Browny, the painted dog
Too injured to hunt, Browny is fed by his pack mates.

There were actually two dogs standing side-by-side with a third walking towards them. When I played the video later, I noticed one dog had some kind of injury near its hind legs. The following day, I returned to Hwange to track painted dogs with PDC’s chief tracker, Jealous Mpofu. Watching my video, Jealous identified the dog (Browny) from his coat pattern and his pack (the Destiny Pack), but not the injury. For that, we had to find Browny.

PDC had outfitted Browny with a VHF tracking collar, but VHF cannot pinpoint exact locations. To find dog packs, Jealous relies on his expertise and intimate knowledge of the dogs. He strategically surveys the park, checking for dog tracks along the roads, until locating a VHF signal. We listened intently for the VHF receiver to beep, and when it did, we followed the signal like breadcrumbs. We had found the Destiny Pack. Except now, we didn’t see Browny.

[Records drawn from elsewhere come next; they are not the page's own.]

//! xorshift64* random number generator
//!
//! This is a fast, high-quality PRNG that is deterministic and suitable
//! for simulation purposes.
//!
//! # Algorithm
//!
//! xorshift64* is a variant of xorshift that passes TestU01's BigCrush
//! statistical tests. It uses 64-bit state and produces 64-bit output.
//!
//! # Determinism
//!
//! Same seed → same sequence of random numbers, so a replica can be re-run
//! bit for bit from its seed.

use serde::{Deserialize, Serialize};

/// Deterministic random number generator using xorshift64*
///
/// # Example
/// ```
/// use assembly_line_core::RngManager;
///
/// let mut rng = RngManager::new(12345);
/// let value = rng.next();
/// let range_value = rng.range(0, 100); // [0, 100)
/// ```
#[derive(Debug, Clone, PartialEq, Eq, Serialize, Deserialize)]
pub struct RngManager {
    /// Internal state (64-bit)
    state: u64,
}

impl RngManager {
    /// Create a new RNG with given seed
    ///
    /// A zero seed is mapped to 1 (xorshift cannot leave the zero state).
    pub fn new(seed: u64) -> Self {
        let state = if seed == 0 { 1 } else { seed };
        Self { state }
    }

    /// Generate next random u64 value
    pub fn next(&mut self) -> u64 {
        let mut x = self.state;
        x ^= x >> 12;
        x ^= x << 25;
        x ^= x >> 27;
        self.state = x;
        x.wrapping_mul(0x2545F4914F6CDD1D)
    }

    /// Generate random value in range [min, max)
    ///
    /// # Panics
    /// Panics if min >= max
    pub fn range(&mut self, min: i64, max: i64) -> i64 {
        assert!(min < max, "min must be less than max");

        let value = self.next();
        let range_size = (max - min) as u64;
        min + (value % range_size) as i64
    }

    /// Get current RNG state
    pub fn get_state(&self) -> u64 {
        self.state
    }

    /// Generate random f64 in range [0.0, 1.0)
    ///
    /// # Example
    /// ```
    /// use assembly_line_core::RngManager;
    ///
    /// let mut rng = RngManager::new(12345);
    /// let probability = rng.next_f64();
    /// assert!(probability >= 0.0 && probability < 1.0);
    /// ```
    pub fn next_f64(&mut self) -> f64 {
        let value = self.next();
        // Top 53 bits scaled into [0.0, 1.0)
        (value >> 11) as f64 * (1.0 / ((1u64 << 53) as f64))
    }

    /// Sample from the standard normal distribution (Box-Muller transform)
    ///
    /// Always consumes exactly two uniform draws. The first uniform is
    /// reflected into (0, 1] so the logarithm stays finite.
    pub fn standard_normal(&mut self) -> f64 {
        let u1 = 1.0 - self.next_f64();
        let u2 = self.next_f64();
        (-2.0 * u1.ln()).sqrt() * (2.0 * std::f64::consts::PI * u2).cos()
    }
}
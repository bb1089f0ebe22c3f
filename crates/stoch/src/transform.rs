//! Lower the surface AST into the core arena
//!
//! Every surface node becomes exactly one arena node; block grouping has
//! already been resolved by the parser.

use crate::ast::core::{AstArena, ExprId, IntervalId, ProgramId, RegionId};
use crate::ast::UnaryOp;
use crate::ast::surface::{Command, Expr, Interval, Region};

/// A lowered program: the arena that owns every node, plus the root.
///
/// Only built by lowering, so the root always belongs to the arena.
#[derive(Debug)]
pub struct Program {
    arena: AstArena,
    root: ProgramId,
}

impl Program {
    pub(crate) fn new(arena: AstArena, root: ProgramId) -> Self {
        Self { arena, root }
    }

    pub fn arena(&self) -> &AstArena {
        &self.arena
    }

    pub fn root(&self) -> &ProgramId {
        &self.root
    }
}

/// Transform a surface program into a core program
pub fn transform(cmd: Command) -> Program {
    let mut arena = AstArena::new();
    let root = lower_command(cmd, &mut arena);
    Program::new(arena, root)
}

fn lower_command(cmd: Command, arena: &mut AstArena) -> ProgramId {
    match cmd {
        Command::Init(region) => {
            let region = lower_region(region, arena);
            arena.init(region)
        }
        Command::Translation(u, v) => {
            let u = lower_expr(u, arena);
            let v = lower_expr(v, arena);
            arena.translation(u, v)
        }
        Command::Rotation(u, v, theta) => {
            let u = lower_expr(u, arena);
            let v = lower_expr(v, arena);
            let theta = lower_expr(theta, arena);
            arena.rotation(u, v, theta)
        }
        Command::Sequence(first, rest) => lower_sequence(*first, rest, arena),
        Command::Or(left, right) => {
            let left = lower_command(*left, arena);
            let right = lower_command(*right, arena);
            arena.or(left, right)
        }
        Command::Iter(body) => {
            let body = lower_command(*body, arena);
            arena.iter(body)
        }
    }
}

// `a; b; c` -> Sequence(a, Sequence(b, c)), built from the end
fn lower_sequence(first: Command, rest: Vec<Command>, arena: &mut AstArena) -> ProgramId {
    let first = lower_command(first, arena);
    let mut rest: Vec<ProgramId> = rest
        .into_iter()
        .map(|statement| lower_command(statement, arena))
        .collect();

    let Some(mut tail) = rest.pop() else {
        return first;
    };
    while let Some(statement) = rest.pop() {
        tail = arena.sequence(statement, tail);
    }
    arena.sequence(first, tail)
}

fn lower_region(region: Region, arena: &mut AstArena) -> RegionId {
    let x = lower_interval(region.x, arena);
    let y = lower_interval(region.y, arena);
    arena.region(x, y)
}

fn lower_interval(interval: Interval, arena: &mut AstArena) -> IntervalId {
    let lo = lower_expr(interval.lo, arena);
    let hi = lower_expr(interval.hi, arena);
    arena.interval(lo, hi)
}

fn lower_expr(expr: Expr, arena: &mut AstArena) -> ExprId {
    match expr {
        Expr::Num(value) => arena.num(value),
        Expr::Var(symbol) => arena.var(symbol),
        Expr::BinaryOp(lhs, op, rhs) => {
            let lhs = lower_expr(*lhs, arena);
            let rhs = lower_expr(*rhs, arena);
            arena.binary(op, lhs, rhs)
        }
        Expr::UnaryOp(UnaryOp::Neg, operand) => {
            let operand = lower_expr(*operand, arena);
            arena.neg(operand)
        }
    }
}
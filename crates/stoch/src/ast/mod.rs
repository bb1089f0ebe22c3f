//! AST types for the transform language
//!
//! Split into:
//! - `surface`: What the parser produces (boxed tree, keeps source grouping)
//! - `core`: What eval consumes (arena of nodes addressed by typed handles)

pub mod core;
pub mod surface;

// Shared types used by both surface and core ASTs

/// One of the two symbolic placeholders usable in arithmetic.
#[derive(Debug, Clone, Copy, PartialEq, Eq, Hash)]
pub enum Symbol {
    X,
    Y,
}

impl Symbol {
    pub fn as_char(self) -> char {
        match self {
            Symbol::X => 'x',
            Symbol::Y => 'y',
        }
    }
}

#[derive(Debug, Clone, Copy, PartialEq, Eq)]
pub enum BinOp {
    Add,
    Sub,
    Mul,
    Div,
    Pow,
}

#[derive(Debug, Clone, Copy, PartialEq, Eq)]
pub enum UnaryOp {
    Neg,
}
//! Stoch - a small language for stochastic 2D point transforms
//!
//! A program starts by sampling a point from a rectangular region, then
//! moves it with translations and rotations. `or` picks one of two branches
//! at random and `iter { .. }` repeats its body a random number of times.
//! Arithmetic arguments may mention the placeholders `x` and `y` as long as
//! they cancel, e.g. `x - x` or `y ^ 0`.
//!
//! ## Quick Start
//!
//! ```ignore
//! use stoch::{run, EvalConfig};
//!
//! let config = EvalConfig::new().with_seed(42);
//! let point = run("init ([0, 0], [0, 0]); translation(3, 4)", &config)?;
//! assert_eq!((point.x, point.y), (3.0, 4.0));
//! ```
//!
//! ## Step by step
//!
//! ```ignore
//! use stoch::{parse_program, sexp, Evaluator, EvalConfig};
//!
//! let program = parse_program("init ([0, 1], [0, 1]); iter { rotation(0, 0, 90) }")?;
//! println!("{}", sexp(program.arena(), program.root()));
//!
//! let config = EvalConfig::new().with_verbose(true);
//! let point = Evaluator::new(&program, &config)
//!     .with_trace_sink(|line| eprintln!("{line}"))
//!     .run()?;
//! ```

mod ast;
mod eval;
mod parse;
mod poly;
mod pretty;
mod rng;
mod transform;

use thiserror::Error;

// ============ Primary Public API ============

pub use ast::core::{AstArena, ExprId, IntervalId, ProgramId, RegionId};
pub use ast::{BinOp, Symbol, UnaryOp};
pub use eval::{
    DEFAULT_ITER_MAX, Env, ErrorKind, EvalConfig, EvalError, Evaluator, Point, TraceSink, evaluate,
    resolve,
};
pub use parse::ParseError;
pub use poly::{Poly, PolyError};
pub use pretty::sexp;
pub use rng::RandomSource;
pub use transform::Program;

/// Parse and lower a program into its arena form
pub fn parse_program(src: &str) -> Result<Program, ParseError> {
    let surface = parse::parse(src)?;
    Ok(transform::transform(surface))
}

/// Run a program once and return the final point
pub fn run(src: &str, config: &EvalConfig) -> Result<Point, StochError> {
    let program = parse_program(src)?;
    let point = eval::evaluate(&program, config)?;
    Ok(point)
}

// ============ Errors ============

#[derive(Error, Debug)]
pub enum StochError {
    #[error("parse error: {0}")]
    Parse(#[from] parse::ParseError),
    #[error(transparent)]
    Eval(#[from] eval::EvalError),
}

// ============ Advanced: AST Access ============

/// Low-level AST and polynomial types (for custom front ends or introspection)
pub mod advanced {
    pub use crate::ast::core::{
        Expr as CoreExpr, Interval as CoreInterval, Program as CoreProgram, Region as CoreRegion,
    };
    pub use crate::ast::surface::{
        Command, Expr as SurfaceExpr, Interval as SurfaceInterval, Region as SurfaceRegion,
    };
    pub use crate::parse::parse;
    pub use crate::poly::{Factor, Monomial, Term};
    pub use crate::pretty::{ToSexp, format_num};
    pub use crate::transform::transform;
}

With only three dogs—Lucy, Lily, and Browny —the Destiny Pack is much smaller than they once were. Over the years, the pack lost dogs to lion fights and wire bushmeat snares. Entire litters of pups didn’t survive. Painted dogs survive as a group, hunting together and raising pups collectively, the loss of one can unravel an entire pack. As a trio, the Destiny Pack is fragile, it could collapse if Browny succumbed to an injury.

We watched as Lucy and Lily gnawed at the remains of an antelope until leaving it in a heap beneath a tree and trotting into the forest. But they returned quickly, leading a slow-moving Browny to the antelope. It’s a defining characteristic that painted dogs care for their sick and injured, Lucy and Lily were feeding Browny when he wasn’t able to feed himself.

Now close up, we could see Browny’s injury was a cringe-worthy wound on his right testicle. If untreated, it could be fatal. Luckily, PDC is adept at handling these situations. They routinely extricate dogs from deadly wire snares (the dogs’ biggest threat in Hwange) and treat everything from broken legs to gaping wounds.

A quick surgery to repair his wound gave Browny a chance to recover.

PDC was able to dart Browny (to sedate him) and a veterinarian performed surgery on him. This would have been relatively simple in a veterinary clinic, but out in the bush, using headlamps for light and with lions close at hand, it was dramatic. Fortunately, painted dogs are resilient, frequently surviving the most horrific injuries, Browny should have no problem recovering.

For painted dogs, survival of the group can hinge on an individual. Because of this the dogs protect one another with fierce loyalty. It’s also why PDC’s intervention saved not only Browny’s life, but the entire Destiny Pack.